Immunoassay is a comparative analytical procedure in which the nucleosomes present in an unknown test sample may be measured using a binding agent that binds specifically to nucleosomes and the degree of binding is compared to the binding that occurs in a known calibrant or standard sample. Therefore, according to a further aspect of the invention there is provided an immunoassay method for the measurement of nucleosomes in a test sample, wherein said immunoassay is calibrated using a biologically derived nucleosome preparation assigned, or defined by, values expressed in absolute units of mass or concentration.


In one embodiment, the specific binding agent is a chromatin protein. In preferred embodiments, the specific binding agent is an antibody. In one embodiment, the immunoassay employs a single binding agent of nucleosomes. In another embodiment, the immunoassay is a 2-site immunometric (or sandwich) assay employing two binding agents, such as antibodies, directed to bind to epitopes present in a nucleosome. The antibodies or other binding agents may be directed to bind to any epitope present in a nucleosome including without limitation binding to a histone, nucleosome core or DNA epitope. In some embodiments in which nucleosome adducts are measured, one or more antibodies may be directed to bind to a protein adducted to a nucleosome.

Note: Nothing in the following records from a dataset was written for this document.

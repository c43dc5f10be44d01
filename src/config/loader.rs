//! Configuration loading from file system

use std::fs;
use std::path::{Path, PathBuf};

use tracing::{info, instrument, warn};

use super::defaults::CONFIG_FILE_NAME;
use super::types::{default_settings_root, Config};

/// `<data dir>/hotkey-registry/settings.json`
pub fn default_config_path() -> PathBuf {
    default_settings_root().join(CONFIG_FILE_NAME)
}

/// Load configuration from a JSON settings file.
///
/// Returns `Config::default()` if the file is missing, unreadable or invalid.
#[instrument(name = "load_config", skip_all, fields(path = %path.display()))]
pub fn load_config(path: &Path) -> Config {
    if !path.exists() {
        info!("Config file not found, using defaults");
        return Config::default();
    }

    let content = match fs::read_to_string(path) {
        Ok(content) => content,
        Err(e) => {
            warn!(error = %e, "Failed to read config file, using defaults");
            return Config::default();
        }
    };

    match serde_json::from_str::<Config>(&content) {
        Ok(config) => {
            info!(
                multi_owner = config.multi_owner,
                persist_conflicts = config.persist_conflicts,
                "Successfully loaded config"
            );
            config
        }
        Err(e) => {
            warn!(error = %e, "Failed to parse config JSON, using defaults");
            Config::default()
        }
    }
}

The biologically derived cell free nucleosome material for use as a calibrant may be produced from any biological material comprising chromatin. Common sources include chicken erythrocyte nucleosomes, circulating cell nucleosomes in blood, NETs and cell culture derived nucleosomes. Methods for the preparation of cell free nucleosomes from chicken erythrocytes and cultured cells are well known in the art. Chicken erythrocyte derived and cell culture derived nucleosomes are also available commercially, for example from Tebu-bio. Another potential source of nucleosomes includes heterophils, which are a type of granulocyte found in most avian species (e.g. chickens). Similar to neutrophils, heterophils can form heterophil extracellular traps (HETs). HETs released from chicken heterophils are structurally similar to NETs found in mammalian and fish neutrophils.


Many or most types of cells, particularly vertebrate cells, may be used as a source of chromatin material for the preparation of a biologically derived nucleosome calibrant. This is because most cells contain chromatin, and histone and nucleosome structures are highly conserved across species. This means that nucleosomes derived from any convenient animal source may be used as a nucleosome calibrant material for the absolute quantitation of nucleosomes in body fluid samples obtained from individuals of that species, or other species. For example, nucleosomes derived from any convenient animal source may be used as calibrant material for the absolute quantitation of nucleosomes in human body fluid samples.


In one embodiment the nucleosomes may be provided diluted into the body fluid to be analysed. For example, animal derived nucleosomes may be provided in a matrix of human plasma.


In preferred embodiments, the biologically derived nucleosome material is produced from cells in cell culture (i.e. cultured cells). Methods for deriving cell free nucleosome material from cells in culture are well known (see for example Sadeh et al, 2016). In a typical method the chromatin material in the nucleus is isolated from the cells. This can be done using a nuclear isolation buffer or a commercially available nuclear isolation kit (for example the Merck, Nuclei PURE Prep kit). The chromatin material is then fragmented, typically by sonication to physically disrupt the chromatin, or by digestion using a nuclease (usually a micrococcal nuclease [MNase]). The chromatin fragments include mononucleosomes and/or oligonucleosomes. Optionally the chromatin may be cross-linked prior to preparation of fragmented chromatin by treating the cells with formaldehyde prior to isolation of the nuclear material. Cross-linking stabilises the fragmented chromatin and thus provides a more stable calibrant material. Alternatively, pre-prepared cross-linked fragmented chromatin materials produced from a variety of different cell types are available commercially including from Hela cervical cancer cells, HepG2 liver cancer cells, K562 leukaemia cells and 3T3 embryonic fibroblast cells. Any tissue or cultured cells may be used as a source of fragmented chromatin. Herein, we have used a chromatin fragment preparation produced from Hela cells.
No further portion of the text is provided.